Il dialogo è bello per diversi motivi. È bello e assolutamente necessario tenere assieme pensiero pedagogico e pensiero architettonico attraverso il confronto, ma il percorso è molto slabbrato: non esiste un metodo definito, e i dirigenti scolastici2 – che forniscono l’orientamento pedagogico – cambiano nel tempo, facendo così evolvere idee e, talvolta, perfino i principi di fondo. Questa interazione funziona solo se vengono rispettate le competenze: al pedagogista il compito di fornire un indirizzo pedagogico chiaro, e all’architetto quello di saperlo interpretare con il progetto. Non bisogna trasformare i pedagogisti in architetti, né gli architetti in pedagogisti. Il senso più profondo di questo dialogo tra le parti, nei processi di coinvolgimento e partecipazione, è la necessità di comprendere e costruire insieme un significato condiviso, che, se imposto dall’alto, rischia di perdere il contatto con le realtà locali.

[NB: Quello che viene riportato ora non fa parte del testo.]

use std::collections::HashSet;

use crate::tally::io_common::*;
use crate::tally::store::*;
use crate::tally::*;

/// One uploaded file: its name, its content as a table and the digest of
/// the raw bytes.
#[derive(Eq, PartialEq, Debug, Clone)]
pub struct UploadSource {
    pub name: String,
    pub digest: String,
    pub table: Table,
}

impl UploadSource {
    /// Reads a CSV file, or the first worksheet of an .xlsx workbook.
    pub fn from_path(path: &str) -> TallyResult<UploadSource> {
        let bytes = fs::read(path).context(OpeningFileSnafu { path })?;
        let digest = sha256::digest(bytes.as_slice());
        let table = if path.to_lowercase().ends_with(".xlsx") {
            io_excel::read_excel_file(path)?
        } else {
            io_csv::read_csv_table(bytes.as_slice(), path)?
        };
        Ok(UploadSource {
            name: simplify_file_name(path),
            digest,
            table,
        })
    }
}

#[derive(PartialEq, Debug, Clone, Serialize)]
pub struct UploadReport {
    #[serde(rename = "candidateId")]
    pub candidate_id: u32,
    pub year: u32,
    pub city: String,
    /// The files are the same as the previous upload: nothing was replaced.
    pub unchanged: bool,
    #[serde(rename = "sectionRows")]
    pub section_rows: usize,
    #[serde(rename = "neighborhoodRows")]
    pub neighborhood_rows: usize,
    #[serde(rename = "replacedSectionRows")]
    pub replaced_section_rows: usize,
    #[serde(rename = "replacedNeighborhoodRows")]
    pub replaced_neighborhood_rows: usize,
    pub zones: usize,
    pub sections: usize,
    #[serde(rename = "totalVotes")]
    pub total_votes: u64,
    pub warnings: Vec<FieldWarning>,
}

/// Replaces the vote rows of a candidate for one year with the content of the
/// two files.
///
/// Every data row of the files becomes one stored row, tagged with the
/// candidate, the year and the city. Neighborhood rows take their regional from
/// the mapping table.
pub fn upload_candidate_year(
    store: &mut Store,
    candidate_id: u32,
    year: u32,
    sections: &UploadSource,
    neighborhoods: &UploadSource,
    city: &str,
    force: bool,
) -> TallyResult<UploadReport> {
    let candidate = store.candidate(candidate_id)?;
    ensure_whatever!(!city.trim().is_empty(), "The city of the upload is empty");
    let city = city.trim().to_string();
    info!(
        "upload_candidate_year: candidate {} ({}) year {} city {}",
        candidate.id, candidate.name, year, city
    );

    let previous = store
        .candidate_years
        .iter()
        .position(|cy| cy.candidate_id == candidate_id && cy.year == year);
    if let Some(idx) = previous {
        let cy = &store.candidate_years[idx];
        if !force
            && cy.city == city
            && cy.section_digest == sections.digest
            && cy.neighborhood_digest == neighborhoods.digest
        {
            info!("upload_candidate_year: files and city unchanged since the last upload, skipping");
            return Ok(UploadReport {
                candidate_id,
                year,
                city,
                unchanged: true,
                section_rows: 0,
                neighborhood_rows: 0,
                replaced_section_rows: 0,
                replaced_neighborhood_rows: 0,
                zones: 0,
                sections: 0,
                total_votes: 0,
                warnings: vec![],
            });
        }
    }

    // Both files are parsed before anything is replaced.
    let (parsed_sections, mut warnings) = section_rows(&sections.table)?;
    let (parsed_neighborhoods, neighborhood_warnings) = neighborhood_rows(&neighborhoods.table)?;
    warnings.extend(neighborhood_warnings);
    for w in warnings.iter() {
        warn!(
            "upload_candidate_year: {} line {}: could not read {:?} in column {}, using 0",
            w.file, w.lineno, w.raw, w.column
        );
    }

    let zones: HashSet<&str> = parsed_sections.iter().map(|s| s.zone.as_str()).collect();
    let section_keys: HashSet<(&str, &str)> = parsed_sections
        .iter()
        .map(|s| (s.zone.as_str(), s.section.as_str()))
        .collect();
    let num_zones = zones.len();
    let num_sections = section_keys.len();
    let section_total: u64 = parsed_sections.iter().map(|s| s.votes).sum();
    let neighborhood_total: u64 = parsed_neighborhoods.iter().map(|n| n.votes).sum();

    let new_sections: Vec<SectionVoteRow> = parsed_sections
        .into_iter()
        .map(|s| SectionVoteRow {
            candidate_id,
            year,
            city: city.clone(),
            zone: s.zone,
            section: s.section,
            aggregated_sections: s.aggregated_sections,
            votes: s.votes,
            polling_place: s.polling_place,
            polling_address: s.polling_address,
            neighborhood: s.neighborhood,
        })
        .collect();
    let new_neighborhoods: Vec<NeighborhoodVoteRow> = parsed_neighborhoods
        .into_iter()
        .map(|n| NeighborhoodVoteRow {
            candidate_id,
            year,
            city: city.clone(),
            regional_id: store.regional_for(&city, &n.neighborhood),
            neighborhood: n.neighborhood,
            votes: n.votes,
            percentage: n.percentage,
        })
        .collect();
    let num_section_rows = new_sections.len();
    let num_neighborhood_rows = new_neighborhoods.len();

    let candidate_year = CandidateYear {
        candidate_id,
        year,
        city: city.clone(),
        section_file: sections.name.clone(),
        neighborhood_file: neighborhoods.name.clone(),
        section_digest: sections.digest.clone(),
        neighborhood_digest: neighborhoods.digest.clone(),
    };
    match previous {
        Some(idx) => store.candidate_years[idx] = candidate_year,
        None => store.candidate_years.push(candidate_year),
    }
    let (replaced_s, replaced_n) =
        store.replace_candidate_year_rows(candidate_id, year, new_sections, new_neighborhoods);

    let report = UploadReport {
        candidate_id,
        year,
        city,
        unchanged: false,
        section_rows: num_section_rows,
        neighborhood_rows: num_neighborhood_rows,
        replaced_section_rows: replaced_s,
        replaced_neighborhood_rows: replaced_n,
        zones: num_zones,
        sections: num_sections,
        total_votes: std::cmp::max(section_total, neighborhood_total),
        warnings,
    };
    info!(
        "upload_candidate_year: {} section rows, {} neighborhood rows, {} warnings",
        report.section_rows,
        report.neighborhood_rows,
        report.warnings.len()
    );
    Ok(report)
}

/// The upload command: reads both files and uploads them.
pub fn upload_files(
    store: &mut Store,
    settings: &Settings,
    upload: &UploadArgs,
) -> TallyResult<UploadReport> {
    let city = match upload.city.as_ref().or(settings.default_city.as_ref()) {
        Some(c) => c.clone(),
        None => {
            whatever!("The city of the upload is required (--city, or defaultCity in the configuration)")
        }
    };
    let sections = UploadSource::from_path(&upload.sections)?;
    let neighborhoods = UploadSource::from_path(&upload.neighborhoods)?;
    upload_candidate_year(
        store,
        upload.candidate,
        upload.year,
        &sections,
        &neighborhoods,
        &city,
        upload.force,
    )
}

#[cfg(test)]
mod tests {
    use super::*;

    const SECTIONS: &str = "Zona,Seção,Seções Agregadas,Votos,Local de Votação,Endereço do Local de Votação,Bairro
1,10,,40,Escola A,Rua 1,Centro
1,11,,x,Escola A,Rua 1,Centro
2,7,,60,Escola B,Rua 2,Meireles
";

    const NEIGHBORHOODS: &str = "Bairro,Votos,% Votos Obtidos
Centro,40,\"1,2\"
Meireles,60,1.8%
";

    fn source(name: &str, data: &str) -> UploadSource {
        UploadSource {
            name: name.to_string(),
            digest: sha256::digest(data),
            table: io_csv::read_csv_table(data.as_bytes(), name).unwrap(),
        }
    }

    fn test_store() -> Store {
        let mut store = Store::default();
        store.candidates.push(Candidate {
            id: 3,
            name: "Maria".to_string(),
            number: Some(12345),
            photo_url: None,
            party_id: 1,
            active: true,
            uses_regionals: true,
            user_id: None,
        });
        store.assignments.push(RegionalAssignment {
            city: "Fortaleza".to_string(),
            neighborhood: "MEIRELES".to_string(),
            regional_id: 8,
        });
        store
    }

    #[test]
    fn every_row_is_stored_and_tagged() {
        let _ = env_logger::builder().is_test(true).try_init();
        let mut store = test_store();
        let report = upload_candidate_year(
            &mut store,
            3,
            2024,
            &source("secoes.csv", SECTIONS),
            &source("bairros.csv", NEIGHBORHOODS),
            "Fortaleza",
            false,
        )
        .unwrap();
        assert_eq!(report.section_rows, 3);
        assert_eq!(report.neighborhood_rows, 2);
        assert_eq!(report.zones, 2);
        assert_eq!(report.sections, 3);
        assert_eq!(report.total_votes, 100);
        assert_eq!(report.warnings.len(), 1);
        assert_eq!(report.warnings[0].lineno, 3);

        assert_eq!(store.section_rows.len(), 3);
        assert!(store
            .section_rows
            .iter()
            .all(|r| r.candidate_id == 3 && r.year == 2024 && r.city == "Fortaleza"));
        let meireles = store
            .neighborhood_rows
            .iter()
            .find(|r| r.neighborhood == "Meireles")
            .unwrap();
        assert_eq!(meireles.regional_id, Some(8));
        assert_eq!(meireles.percentage, 1.8);
        assert_eq!(store.candidate_years.len(), 1);
        assert_eq!(store.candidate_years[0].section_file, "secoes.csv");
    }

    #[test]
    fn reupload_replaces_rows() {
        let mut store = test_store();
        let neighborhoods = source("bairros.csv", NEIGHBORHOODS);
        upload_candidate_year(
            &mut store,
            3,
            2024,
            &source("secoes.csv", SECTIONS),
            &neighborhoods,
            "Fortaleza",
            false,
        )
        .unwrap();
        let smaller = "Zona,Seção,Votos\n5,1,9\n";
        let report = upload_candidate_year(
            &mut store,
            3,
            2024,
            &source("secoes_v2.csv", smaller),
            &neighborhoods,
            "Fortaleza",
            false,
        )
        .unwrap();
        assert_eq!(report.replaced_section_rows, 3);
        assert_eq!(report.replaced_neighborhood_rows, 2);
        assert_eq!(store.section_rows.len(), 1);
        assert_eq!(store.section_rows[0].zone, "5");
        assert_eq!(store.neighborhood_rows.len(), 2);
        assert_eq!(store.candidate_years.len(), 1);
        assert_eq!(store.candidate_years[0].section_file, "secoes_v2.csv");
    }

    #[test]
    fn unchanged_files_are_skipped() {
        let mut store = test_store();
        let sections = source("secoes.csv", SECTIONS);
        let neighborhoods = source("bairros.csv", NEIGHBORHOODS);
        upload_candidate_year(&mut store, 3, 2024, &sections, &neighborhoods, "Fortaleza", false)
            .unwrap();
        let report =
            upload_candidate_year(&mut store, 3, 2024, &sections, &neighborhoods, "Fortaleza", false)
                .unwrap();
        assert!(report.unchanged);
        let report =
            upload_candidate_year(&mut store, 3, 2024, &sections, &neighborhoods, "Fortaleza", true)
                .unwrap();
        assert!(!report.unchanged);
        assert_eq!(report.replaced_section_rows, 3);
        assert_eq!(store.section_rows.len(), 3);
    }

    #[test]
    fn new_city_with_same_files_replaces_rows() {
        let mut store = test_store();
        let sections = source("secoes.csv", SECTIONS);
        let neighborhoods = source("bairros.csv", NEIGHBORHOODS);
        upload_candidate_year(&mut store, 3, 2024, &sections, &neighborhoods, "Fortaleza", false)
            .unwrap();
        let report =
            upload_candidate_year(&mut store, 3, 2024, &sections, &neighborhoods, "Caucaia", false)
                .unwrap();
        assert!(!report.unchanged);
        assert_eq!(report.city, "Caucaia");
        assert_eq!(store.candidate_years[0].city, "Caucaia");
        assert!(store.section_rows.iter().all(|r| r.city == "Caucaia"));
        assert!(store.neighborhood_rows.iter().all(|r| r.city == "Caucaia"));
        // The mapping of Meireles belongs to Fortaleza.
        assert!(store.neighborhood_rows.iter().all(|r| r.regional_id.is_none()));
        assert_eq!(store.section_rows.len(), 3);
    }

    #[test]
    fn decomposed_headers_are_recognized() {
        let mut store = test_store();
        let sections = "Zona,Sec\u{0327}a\u{0303}o,Votos,Bairro\n1,10,40,Centro\n";
        let report = upload_candidate_year(
            &mut store,
            3,
            2024,
            &source("secoes.csv", sections),
            &source("bairros.csv", NEIGHBORHOODS),
            "Fortaleza",
            false,
        )
        .unwrap();
        assert!(report.warnings.is_empty());
        assert_eq!(store.section_rows[0].section, "10");
    }

    #[test]
    fn unknown_candidate() {
        let mut store = test_store();
        let res = upload_candidate_year(
            &mut store,
            4,
            2024,
            &source("secoes.csv", SECTIONS),
            &source("bairros.csv", NEIGHBORHOODS),
            "Fortaleza",
            false,
        );
        assert!(matches!(res, Err(TallyError::UnknownCandidate { id: 4 })));
    }

    #[test]
    fn upload_from_files() {
        let dir = tempfile::tempdir().unwrap();
        let sections_p = dir.path().join("secoes.csv");
        let neighborhoods_p = dir.path().join("bairros.csv");
        fs::write(&sections_p, SECTIONS).unwrap();
        fs::write(&neighborhoods_p, NEIGHBORHOODS).unwrap();
        let settings = Settings {
            data_file: "unused.json".to_string(),
            email_domain: "example.com".to_string(),
            default_top_n: 10,
            default_year: None,
            default_city: Some("Fortaleza".to_string()),
        };
        let upload = UploadArgs {
            candidate: 3,
            year: 2020,
            sections: sections_p.to_str().unwrap().to_string(),
            neighborhoods: neighborhoods_p.to_str().unwrap().to_string(),
            city: None,
            force: false,
        };
        let mut store = test_store();
        let report = upload_files(&mut store, &settings, &upload).unwrap();
        assert_eq!(report.city, "Fortaleza");
        assert_eq!(store.candidate_years[0].section_digest, sha256::digest(SECTIONS));
    }

    #[test]
    fn missing_upload_file() {
        let dir = tempfile::tempdir().unwrap();
        let path = dir.path().join("nothing.csv");
        let res = UploadSource::from_path(path.to_str().unwrap());
        assert!(matches!(res, Err(TallyError::OpeningFile { .. })));
    }
}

La cosa difficile da stabilire attraverso questo dialogo sono le priorità della scuola: definirle, orientarsi verso di esse, ma senza irrigidirle in prescrizioni eccessivamente vincolanti. Un’altra difficoltà di questa fase preliminare del progetto è costruire uno strumento concreto, realmente utile come base di confronto per affrontare i nodi progettuali. D’altro canto, la qualità dello spazio influenza il modo in cui viene vissuto e contribuisce all’esperienza e alla conoscenza delle persone, accrescendo la cultura architettonica.
La bravura degli architetti, e il compito più difficile, sta quindi nel rispondere alle esigenze pedagogiche sapendo accogliere anche i loro futuri cambiamenti. Concepire un progetto che vive al di sopra delle specializzazioni, pur sapendo includerle, accettarle, sperimentarle. Una buona architettura ha una sua forza oltre il tempo: è capace di trasformarsi nell’uso, adattandosi funzionalmente senza perdere il proprio carattere.

Il concorso è spesso considerato uno strumento privilegiato per la ricerca progettuale in architettura. Qual è, secondo voi, il suo valore specifico nella costruzione di un progetto e, più in generale, nella riflessione sul tema della scuola? Se da un lato il concorso rappresenta un’occasione positiva per sperimentare e confrontarsi, dall’altro, nelle condizioni attuali della pratica architettonica, non rischia talvolta di orientare le proposte verso soluzioni convenzionali, pensate per essere ampiamente accettate o, per così dire, «vincenti»?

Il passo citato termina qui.